Era il tuo preferito?

“Era uno di quelli che ammiravo. E quando l’ho conosciuto ho imparato ad apprezzarlo ancora di più. È stato un grande campione, ma non se la tira. È gentile, alla mano”.

Facciamo uno stacco sull’attualità, che mi dici di Slick Nick Kisner, il tuo avversario del 2 giugno ad Atlantic City?

“Avrei dovuto affrontarlo in dicembre. L’ho studiato. È un buon pugile, un mestierante che sa anche boxare sporco. Usa spesso il jab e ha un buon gancio sinistro. Tira di rimessa. Non mi sembra particolarmente pericoloso, ma dovrò comunque stare attento”.

Cosa vedi nel tuo futuro?

“Non amo fare previsioni. Ma se proprio devo, dico che nel 2019 vorrei arrivare ad essere sfidante al titolo europeo. Entro tre anni, comunque entro i trenta, arrivare a disputare il mondiale”.

Cosa pensi di provare il giorno in cui il tuo manager ti dirà “Fabio, abbiamo l’accordo”?

“Credo che proverei sensazioni contrastanti. Entusiasmo per il momento più importante della carriera, tensione perché mi chiederei: sono davvero all’altezza?”

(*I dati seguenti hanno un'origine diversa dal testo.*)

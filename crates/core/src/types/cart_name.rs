//! Cart name type.

use core::fmt;

use serde::{Deserialize, Serialize};

/// Errors that can occur when parsing a [`CartName`].
#[derive(thiserror::Error, Debug, Clone, PartialEq, Eq)]
pub enum CartNameError {
    /// The name is empty or whitespace.
    #[error("cart name cannot be empty")]
    Empty,
    /// The name is longer than the backend column allows.
    #[error("cart name must be at most {max} characters")]
    TooLong {
        /// Maximum allowed length.
        max: usize,
    },
}

/// The name of a cart.
///
/// By convention every user has exactly one cart named
/// [`CartName::DEFAULT`], which is the active cart for checkout.
///
/// ## Constraints
///
/// - Not empty or whitespace-only
/// - At most 50 characters
///
/// ## Examples
///
/// ```
/// use marketstall_core::CartName;
///
/// assert!(CartName::default_cart().is_default());
/// assert!(CartName::parse("wishlist").is_ok());
/// assert!(CartName::parse("   ").is_err());
/// ```
#[derive(Debug, Clone, PartialEq, Eq, Hash, Serialize, Deserialize)]
#[serde(transparent)]
pub struct CartName(String);

impl CartName {
    /// Name of the conventional active cart.
    pub const DEFAULT: &'static str = "default";

    /// Maximum length of a cart name.
    pub const MAX_LENGTH: usize = 50;

    /// Parse a `CartName` from a string.
    ///
    /// # Errors
    ///
    /// Returns an error if the input is blank or longer than 50 characters.
    pub fn parse(s: &str) -> Result<Self, CartNameError> {
        if s.trim().is_empty() {
            return Err(CartNameError::Empty);
        }
        if s.chars().count() > Self::MAX_LENGTH {
            return Err(CartNameError::TooLong {
                max: Self::MAX_LENGTH,
            });
        }
        Ok(Self(s.to_owned()))
    }

    /// The `default` cart name.
    #[must_use]
    pub fn default_cart() -> Self {
        Self(Self::DEFAULT.to_owned())
    }

    /// Whether this is the conventional default cart.
    #[must_use]
    pub fn is_default(&self) -> bool {
        self.0 == Self::DEFAULT
    }

    /// Returns the name as a string slice.
    #[must_use]
    pub fn as_str(&self) -> &str {
        &self.0
    }
}

impl fmt::Display for CartName {
    fn fmt(&self, f: &mut fmt::Formatter<'_>) -> fmt::Result {
        f.write_str(&self.0)
    }
}

impl core::str::FromStr for CartName {
    type Err = CartNameError;

    fn from_str(s: &str) -> Result<Self, Self::Err> {
        Self::parse(s)
    }
}

impl AsRef<str> for CartName {
    fn as_ref(&self) -> &str {
        &self.0
    }
}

Quale è il tuo rapporto con Firenze?

“Adesso che sto costruendo la mia carriera sento che la gente mi è vicina. Ho tanti sostenitori. Ma se guardo avanti credo che dovrei scoprire altri posti. Per crescere bisogna uscire dal guscio. Il fiorentino vede solo Firenze, e questo non è un bene. Il mondo va scoperto”.

Prossima tappa il 2 giugno ad Atlantic City per il secondo match americano, avversario Nick Kisner (20-4-1, 6 ko)...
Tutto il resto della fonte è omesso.